Reproduce the opening lines of the records exactly, up to and including the line in which "pub enum MappingState" occurs.

--- Data extract Enclosed Below ---

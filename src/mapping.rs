//! Path mappings
//!
//! A [`PathMapping`] is one package's declaration that a repository path is
//! backed by one or more path references. The mapping owns its lifecycle
//! state and the set of conflicts it currently takes part in. That set is a
//! relation kept in sync by [`PathConflict`](crate::conflict::PathConflict),
//! which is the only code that links or unlinks a mapping.

use std::fmt;
use std::path::PathBuf;

use indexmap::IndexSet;

use crate::conflict::ConflictId;
use crate::error::{Error, Result};
use crate::path;
use crate::reference::{PathReference, Resolution};

/// Lifecycle state of a mapping
#[derive(Debug, Clone, Copy, PartialEq, Eq, Hash)]
pub enum MappingState {
    /// Not loaded yet, or unloaded again.
    Unloaded,
    /// Loaded and contributing to the repository.
    Enabled,
    /// Loaded, but none of its references resolved to a local path.
    NotFound,
    /// Loaded, but contending with another package's mapping.
    Conflict,
}

impl fmt::Display for MappingState {
    fn fmt(&self, f: &mut fmt::Formatter<'_>) -> fmt::Result {
        let name = match self {
            MappingState::Unloaded => "unloaded",
            MappingState::Enabled => "enabled",
            MappingState::NotFound => "not-found",
            MappingState::Conflict => "conflict",
        };
        f.write_str(name)
    }
}

/// Stable identifier of a mapping: a package maps each repository path at most once
#[derive(Debug, Clone, PartialEq, Eq, Hash, PartialOrd, Ord)]
pub struct MappingKey {
    pub package: String,
    pub repository_path: String,
}

impl MappingKey {
    pub fn new(package: &str, repository_path: &str) -> Self {
        Self {
            package: package.to_string(),
            repository_path: repository_path.to_string(),
        }
    }
}

impl fmt::Display for MappingKey {
    fn fmt(&self, f: &mut fmt::Formatter<'_>) -> fmt::Result {
        write!(f, "{} ({})", self.repository_path, self.package)
    }
}

/// Maps a repository path to one or more path references
#[derive(Debug, Clone)]
pub struct PathMapping {
    repository_path: String,
    path_references: Vec<PathReference>,
    state: MappingState,
    containing_package: Option<String>,
    sources: Vec<PathBuf>,
    load_errors: Vec<String>,
    conflicts: IndexSet<ConflictId>,
}

impl PathMapping {
    /// Create an unloaded mapping
    ///
    /// The repository path is normalized. Fails with
    /// [`Error::ResourceDefinition`] if no reference is given or a reference
    /// is malformed.
    pub fn new<S: AsRef<str>>(repository_path: &str, path_references: &[S]) -> Result<Self> {
        let repository_path = path::normalize(repository_path)?;

        if path_references.is_empty() {
            return Err(Error::ResourceDefinition {
                reference: String::new(),
                message: format!("the mapping for \"{}\" has no path references", repository_path),
            });
        }

        let path_references = path_references
            .iter()
            .map(|reference| PathReference::parse(reference.as_ref()))
            .collect::<Result<Vec<_>>>()?;

        Ok(Self {
            repository_path,
            path_references,
            state: MappingState::Unloaded,
            containing_package: None,
            sources: Vec::new(),
            load_errors: Vec::new(),
            conflicts: IndexSet::new(),
        })
    }

    pub fn repository_path(&self) -> &str {
        &self.repository_path
    }

    pub fn path_references(&self) -> &[PathReference] {
        &self.path_references
    }

    pub fn state(&self) -> MappingState {
        self.state
    }

    pub fn is_loaded(&self) -> bool {
        self.state != MappingState::Unloaded
    }

    pub fn is_enabled(&self) -> bool {
        self.state == MappingState::Enabled
    }

    pub fn is_conflicting(&self) -> bool {
        self.state == MappingState::Conflict
    }

    /// Name of the package the mapping was loaded for
    pub fn containing_package(&self) -> Option<&str> {
        self.containing_package.as_deref()
    }

    /// Local paths the references resolved to, in declaration order
    pub fn sources(&self) -> &[PathBuf] {
        &self.sources
    }

    /// Problems met while resolving references in tolerant mode
    pub fn load_errors(&self) -> &[String] {
        &self.load_errors
    }

    /// Conflicts the mapping currently takes part in
    pub fn conflict_ids(&self) -> impl Iterator<Item = ConflictId> + '_ {
        self.conflicts.iter().copied()
    }

    /// Key of a loaded mapping
    pub fn key(&self) -> Option<MappingKey> {
        self.containing_package
            .as_deref()
            .map(|package| MappingKey::new(package, &self.repository_path))
    }

    /// References as they appear in a package file
    pub fn reference_strings(&self) -> Vec<String> {
        self.path_references.iter().map(ToString::to_string).collect()
    }

    /// Whether the loaded mapping has content to contribute
    pub(crate) fn has_sources(&self) -> bool {
        self.is_loaded() && !self.sources.is_empty()
    }

    pub(crate) fn load(&mut self, package: &str, resolution: Resolution) {
        self.containing_package = Some(package.to_string());
        self.sources = resolution.sources;
        self.load_errors = resolution.errors;
        self.conflicts.clear();
        self.state = if self.sources.is_empty() {
            MappingState::NotFound
        } else {
            MappingState::Enabled
        };
    }

    pub(crate) fn unload(&mut self) {
        self.containing_package = None;
        self.sources.clear();
        self.load_errors.clear();
        self.conflicts.clear();
        self.state = MappingState::Unloaded;
    }

    pub(crate) fn link_conflict(&mut self, id: ConflictId) {
        self.conflicts.insert(id);
        if self.is_loaded() {
            self.state = MappingState::Conflict;
        }
    }

    pub(crate) fn unlink_conflict(&mut self, id: ConflictId) {
        self.conflicts.shift_remove(&id);
        if self.conflicts.is_empty() && self.state == MappingState::Conflict {
            self.state = if self.sources.is_empty() {
                MappingState::NotFound
            } else {
                MappingState::Enabled
            };
        }
    }
}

--- End of Enclosed Data extract ---

Result of the exercise
filename src/mapping.rs
//! Path mappings
//!
//! A [`PathMapping`] is one package's declaration that a repository path is
//! backed by one or more path references. The mapping owns its lifecycle
//! state and the set of conflicts it currently takes part in. That set is a
//! relation kept in sync by [`PathConflict`](crate::conflict::PathConflict),
//! which is the only code that links or unlinks a mapping.

use std::fmt;
use std::path::PathBuf;

use indexmap::IndexSet;

use crate::conflict::ConflictId;
use crate::error::{Error, Result};
use crate::path;
use crate::reference::{PathReference, Resolution};

/// Lifecycle state of a mapping
#[derive(Debug, Clone, Copy, PartialEq, Eq, Hash)]
pub enum MappingState {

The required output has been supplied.